Accessory mitral valve without subaortic obstruction of left ventricular outflow tract in a middle-aged male

Christos Golias 1, Theodosis Bitsis 1, Dimitrios Krikidis 2, Konstantinos Charalabopoulos 1
PMCID: PMC4544296  PMID: 23175008

Abstract

Accessory mitral valve (AMV) is a rare congenital abnormality with a usually early-age clinical onset, being potentially a cause of subvalvular obstruction of the left ventricular outflow tract. This report describes the case of a 60-year-old patient presented with palpitations and chest pain. Primary evaluation revealed a ventricular tachycardia episode while transthoracic echocardiography showed an intracardiac additional structure at the level of the left ventricular outflow tract. After transoesophageal echocardiography and paraclinical investigations this structure was proven to be an AMV tissue which did not provoke left ventricular outflow obstruction. This case presents an unusual late-age clinical onset of AMV without a clinically significant LVOT (left ventricular outflow tract) obstruction and highlights the importance of transthoracic and transoesophageal echocardiography in the diagnosis of this rare cardiological entity.

Background

Accessory mitral valve (AMV) belongs to a group of various anatomical lesions that might produce clinical findings of subaortic stenosis. It was first described by MacLean et al.1 AMV is usually associated with other congenital abnormalities, such as ventricular septal defect and transposition of great vessels.2 3 Fewer than 100 cases of AMV have been reported in the literature, most of which have been in children.4 We report the relatively rare, easily misdiagnosed cardiological entity called AMV in a middle-aged man without significant clinical LVOT (left ventricular outflow tract obstruction) who was presented with retrosternal pain and ventricular tachycardia.

Case presentation

A 60-year-old man presented in our institution referring retrosternal chest pain and palpitations. ECG revealed ventricular tachycardia (220 bpm; figure 1). The patient's history included long-standing hypertension, a single episode of supraventricular tachycardia and smoking. On physical examination, blood pressure was normal and cardiac auscultation showed a 2/4 diastolic murmur along the left sternal border and 1/6 systolic murmur at the cardiac apex. Blood and biochemical laboratory tests were between normal limits without any markable electrolytic disturbance. Thus, ventricular tachycardia was successfully cardioverted to sinus rhythm with the use of intravenous lidocaine 60 mg (dosage 1 mg/kg, patient's weight approximately 65 kg; figure 1). The retrosternal pain disappeared after the cardioversion.

Figure 1.

Figure 1

Patient's ECG at admission (A) and after cardioversion (B). (A) Ventricular tachycardia and (B) sinus rhythm after lidocaine cardioversion.

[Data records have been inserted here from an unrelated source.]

//! One-shot timers: a manual queue driven by [`ManualClock`] and an optional Tokio backend.

// std
use std::sync::atomic::{AtomicBool, AtomicU64, Ordering};
// self
use crate::{
	_prelude::*,
	host::{Clock, ManualClock},
};
#[cfg(feature = "tokio")] use crate::error::ConfigError;

/// One-shot job handed to a [`Scheduler`].
pub type ScheduledJob = Box<dyn FnOnce() + Send + 'static>;

/// Cancellation handle for a scheduled job; clones share the same flag.
#[derive(Clone, Debug, Default)]
pub struct ScheduledTask(Arc<AtomicBool>);
impl ScheduledTask {
	/// Creates a live (not cancelled) handle.
	pub fn new() -> Self {
		Self::default()
	}

	/// Prevents the job from running if it has not fired yet.
	pub fn cancel(&self) {
		self.0.store(true, Ordering::SeqCst);
	}

	/// `true` once [`ScheduledTask::cancel`] has been called.
	pub fn is_cancelled(&self) -> bool {
		self.0.load(Ordering::SeqCst)
	}
}

/// Runs one-shot jobs after a delay.
///
/// Implementations must check [`ScheduledTask::is_cancelled`] right before running a job and
/// skip it when cancelled.
pub trait Scheduler
where
	Self: Send + Sync,
{
	/// Runs `job` once `delay` has elapsed.
	fn schedule(&self, delay: Duration, job: ScheduledJob) -> ScheduledTask;
}

struct QueuedJob {
	due: OffsetDateTime,
	seq: u64,
	task: ScheduledTask,
	job: ScheduledJob,
}

/// Scheduler driven by the host (or a test) advancing a [`ManualClock`].
pub struct ManualScheduler {
	clock: ManualClock,
	queue: Mutex<Vec<QueuedJob>>,
	seq: AtomicU64,
}
impl ManualScheduler {
	/// Creates a scheduler whose due times are measured against `clock`.
	pub fn new(clock: ManualClock) -> Self {
		Self { clock, queue: Mutex::new(Vec::new()), seq: AtomicU64::new(0) }
	}

	/// Number of jobs that are queued and not cancelled.
	pub fn pending(&self) -> usize {
		self.queue.lock().iter().filter(|queued| !queued.task.is_cancelled()).count()
	}

	/// Due time of the earliest live job.
	pub fn next_due(&self) -> Option<OffsetDateTime> {
		self.queue
			.lock()
			.iter()
			.filter(|queued| !queued.task.is_cancelled())
			.map(|queued| queued.due)
			.min()
	}

	/// Moves the clock forward by `by`, firing due jobs in due order at their due instants.
	///
	/// Jobs scheduled by a firing job run in the same call when they fall due before the
	/// target instant. Returns the number of jobs run.
	pub fn advance(&self, by: Duration) -> usize {
		let target = self.clock.now() + by;
		let mut fired = 0;

		while let Some(queued) = self.pop_due(target) {
			if queued.due > self.clock.now() {
				self.clock.set(queued.due);
			}

			(queued.job)();

			fired += 1;
		}

		self.clock.set(target);

		fired
	}

	/// Fires every job already due at the current instant.
	pub fn run_due(&self) -> usize {
		self.advance(Duration::ZERO)
	}

	fn pop_due(&self, target: OffsetDateTime) -> Option<QueuedJob> {
		let mut queue = self.queue.lock();

		queue.retain(|queued| !queued.task.is_cancelled());

		let idx = queue
			.iter()
			.enumerate()
			.filter(|(_, queued)| queued.due <= target)
			.min_by_key(|(_, queued)| (queued.due, queued.seq))
			.map(|(idx, _)| idx)?;

		Some(queue.swap_remove(idx))
	}
}
impl Scheduler for ManualScheduler {
	fn schedule(&self, delay: Duration, job: ScheduledJob) -> ScheduledTask {
		let task = ScheduledTask::new();
		let due = self.clock.now() + delay.max(Duration::ZERO);
		let seq = self.seq.fetch_add(1, Ordering::SeqCst);

		self.queue.lock().push(QueuedJob { due, seq, task: task.clone(), job });

		task
	}
}
impl Debug for ManualScheduler {
	fn fmt(&self, f: &mut Formatter) -> FmtResult {
		f.debug_struct("ManualScheduler")
			.field("clock", &self.clock)
			.field("pending", &self.pending())
			.finish()
	}
}

/// Scheduler that sleeps on a Tokio runtime.
#[cfg(feature = "tokio")]
#[derive(Clone, Debug)]
pub struct TokioScheduler {
	handle: tokio::runtime::Handle,
}
#[cfg(feature = "tokio")]
impl TokioScheduler {
	/// Binds to the runtime the caller is running on.
	pub fn current() -> Result<Self, ConfigError> {
		tokio::runtime::Handle::try_current()
			.map(Self::with_handle)
			.map_err(|_| ConfigError::RuntimeUnavailable)
	}

	/// Binds to an explicit runtime handle.
	pub fn with_handle(handle: tokio::runtime::Handle) -> Self {
		Self { handle }
	}
}
#[cfg(feature = "tokio")]
impl Scheduler for TokioScheduler {
	fn schedule(&self, delay: Duration, job: ScheduledJob) -> ScheduledTask {
		let task = ScheduledTask::new();
		let guard = task.clone();
		let delay = std::time::Duration::try_from(delay).unwrap_or_default();

		self.handle.spawn(async move {
			tokio::time::sleep(delay).await;

			if !guard.is_cancelled() {
				job();
			}
		});

		task
	}
}

#[cfg(test)]
mod tests {
	// crates.io
	use time::macros;
	// self
	use super::*;

	fn recorder() -> (Arc<Mutex<Vec<&'static str>>>, impl Fn(&'static str) -> ScheduledJob) {
		let log = Arc::new(Mutex::new(Vec::new()));
		let sink = log.clone();
		let make = move |label: &'static str| {
			let sink = sink.clone();
			let job: ScheduledJob = Box::new(move || sink.lock().push(label));

			job
		};

		(log, make)
	}

	#[test]
	fn jobs_fire_in_due_order_and_skip_cancelled() {
		let clock = ManualClock::new(macros::datetime!(2025-01-01 00:00 UTC));
		let scheduler = ManualScheduler::new(clock.clone());
		let (log, job) = recorder();

		scheduler.schedule(Duration::seconds(30), job("late"));
		scheduler.schedule(Duration::seconds(10), job("early"));

		let cancelled = scheduler.schedule(Duration::seconds(20), job("cancelled"));

		cancelled.cancel();

		assert_eq!(scheduler.pending(), 2);
		assert_eq!(scheduler.advance(Duration::seconds(15)), 1);
		assert_eq!(clock.now(), macros::datetime!(2025-01-01 00:00:15 UTC));
		assert_eq!(scheduler.advance(Duration::seconds(15)), 1);
		assert_eq!(*log.lock(), vec!["early", "late"]);
		assert_eq!(scheduler.pending(), 0);
	}

	#[test]
	fn jobs_scheduled_while_firing_run_when_due() {
		let clock = ManualClock::new(macros::datetime!(2025-01-01 00:00 UTC));
		let scheduler = Arc::new(ManualScheduler::new(clock.clone()));
		let fired_at = Arc::new(Mutex::new(Vec::new()));
		let inner_scheduler = scheduler.clone();
		let inner_clock = clock.clone();
		let inner_fired = fired_at.clone();

		scheduler.schedule(
			Duration::seconds(10),
			Box::new(move || {
				let clock = inner_clock.clone();
				let fired = inner_fired.clone();

				inner_fired.lock().push(inner_clock.now());
				inner_scheduler.schedule(
					Duration::seconds(10),
					Box::new(move || fired.lock().push(clock.now())),
				);
			}),
		);

		assert_eq!(scheduler.advance(Duration::minutes(1)), 2);
		assert_eq!(
			*fired_at.lock(),
			vec![
				macros::datetime!(2025-01-01 00:00:10 UTC),
				macros::datetime!(2025-01-01 00:00:20 UTC)
			]
		);
		assert_eq!(clock.now(), macros::datetime!(2025-01-01 00:01 UTC));
	}
}
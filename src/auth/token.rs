//! Token values and the cache entries that hold them.

pub mod entry;
pub mod secret;
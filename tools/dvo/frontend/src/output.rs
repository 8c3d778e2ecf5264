use std::fs::File;
use std::io::BufWriter;
use std::path::Path;
use std::sync::atomic::{AtomicBool, Ordering};
use std::time::{Duration, Instant};

use anyhow::Context;
use dvo_audio::mixing::unpack;
use dvo_audio::{AudioConsumer, AudioSink, Playback};
use dvo_core::config::VideoConfig;
use dvo_core::framebuffer::PixelBuffers;
use dvo_core::hw::sim::SimVideo;
use dvo_core::palette::Palette;
use dvo_core::scanline::{LineBuffers, ScanlineProducer, ACTIVE_START, LINES_PER_FRAME};
use image::{Rgb, RgbImage};
use tracing::{debug, info, warn};

/// 16-bit stereo WAV capture of the consumer output.
pub struct WavSink {
    writer: hound::WavWriter<BufWriter<File>>,
    sample_rate: u32,
}

impl WavSink {
    pub fn create(path: &Path, sample_rate: u32) -> anyhow::Result<Self> {
        let spec = hound::WavSpec {
            channels: 2,
            sample_rate,
            bits_per_sample: 16,
            sample_format: hound::SampleFormat::Int,
        };
        let writer = hound::WavWriter::create(path, spec).with_context(|| format!("creating {}", path.display()))?;
        Ok(Self { writer, sample_rate })
    }

    pub fn finalize(self) -> anyhow::Result<()> {
        self.writer.finalize()?;
        Ok(())
    }
}

impl AudioSink for WavSink {
    type Error = hound::Error;

    fn sample_rate(&self) -> u32 {
        self.sample_rate
    }

    fn write(&mut self, frames: &[u32]) -> Result<(), hound::Error> {
        for &frame in frames {
            let (l, r) = unpack(frame);
            self.writer.write_sample(l)?;
            self.writer.write_sample(r)?;
        }
        Ok(())
    }
}

#[derive(Debug, Default)]
pub struct OutputSummary {
    pub frames: u64,
    pub playing: u64,
    pub faded: u64,
    pub silent: u64,
    pub irqs_missed: u32,
}

pub struct OutputCore<S: AudioSink> {
    pub video: VideoConfig,
    pub hw: SimVideo,
    pub palette: &'static Palette,
    pub pixels: &'static PixelBuffers,
    pub lines: &'static LineBuffers,
    pub audio: AudioConsumer,
    pub sink: S,
    pub period: Duration,
}

impl<S> OutputCore<S>
where
    S: AudioSink,
    S::Error: std::error::Error + Send + Sync + 'static,
{
    /// Scan a frame of lines and play a chunk per period until `done`, then
    /// scan one captured frame. Returns the sink for finalising.
    pub fn run(self, done: &AtomicBool, snapshot: Option<&Path>) -> anyhow::Result<(OutputSummary, S)> {
        let OutputCore {
            video,
            hw,
            palette,
            pixels,
            lines,
            mut audio,
            mut sink,
            period,
        } = self;

        #[cfg(not(target_arch = "wasm32"))]
        {
            use thread_priority::*;
            // if it didn't work, oh well
            let _ = set_current_thread_priority(ThreadPriority::Max);
        }

        let mut producer = ScanlineProducer::start(&video, hw, palette, pixels, lines)?;
        info!("scanout started at {}x{}", video.resolution.width, video.resolution.height);

        let mut summary = OutputSummary::default();
        let mut next = Instant::now();
        while !done.load(Ordering::Acquire) {
            producer.scan_frame();
            match audio.play_into(&mut sink)? {
                Playback::Playing => summary.playing += 1,
                Playback::FadingIn | Playback::FadingOut => summary.faded += 1,
                Playback::Silence => summary.silent += 1,
            }
            summary.frames += 1;

            next += period;
            let now = Instant::now();
            if next > now {
                std::thread::sleep(next - now);
            } else if now - next > period * 4 {
                warn!("output core {}ms behind", (now - next).as_millis());
                next = now;
            }
        }

        if let Some(path) = snapshot {
            producer.hardware().capture_frames(true);
            producer.scan_frame();
            save_snapshot(producer.hardware(), &video, path)?;
            info!("snapshot written to {}", path.display());
        }

        summary.irqs_missed = producer.hardware().stats().irqs_missed;
        debug!("{} interrupts handled", producer.irq_count());
        Ok((summary, sink))
    }
}

/// Decode the captured frame back into the active window, one pixel per
/// line slot.
pub fn save_snapshot(hw: &SimVideo, video: &VideoConfig, path: &Path) -> anyhow::Result<()> {
    let height = video.resolution.height as u32;
    let width = dvo_core::config::MAX_WIDTH as u32;
    let mut img = RgbImage::new(width, height);

    for row in 0..height {
        // a row is filled on its second line and streamed on the next pair
        let line = ((2 * row + 3) % LINES_PER_FRAME as u32) as u16;
        let Some(decoded) = hw.decode_line(line, &video.pinout) else {
            continue;
        };
        for x in 0..width {
            let clock = 2 * (ACTIVE_START + x as usize);
            if let Some(Some(rgb)) = decoded.get(clock) {
                img.put_pixel(x, row, Rgb(*rgb));
            }
        }
    }

    img.save(path).with_context(|| format!("writing {}", path.display()))?;
    Ok(())
}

Furthermore, transthoracic echocardiography examination was performed and revealed a parachute-like structure attached to the anterior mitral valve leaflet. The maximal velocity between aorta and left ventricle was measured as 1.9 m/s. We observed a mild degree of mitral regurgitation and a mild-to-moderate degree of aortic regurgitation. Pulmonary stenosis was absent. Pulmonary artery systolic pressure (PASP) and right ventricle systolic pressure (RVSP) were in high-normal values (RVSP=PASP=30 mm Hg). The size of the left atrium was larger than normal (4.4 cm) but the size of the other cardiac chambers were between normal values. Finally, we did not notice any abnormality of the ventricular and interatrial septum and aortic arch.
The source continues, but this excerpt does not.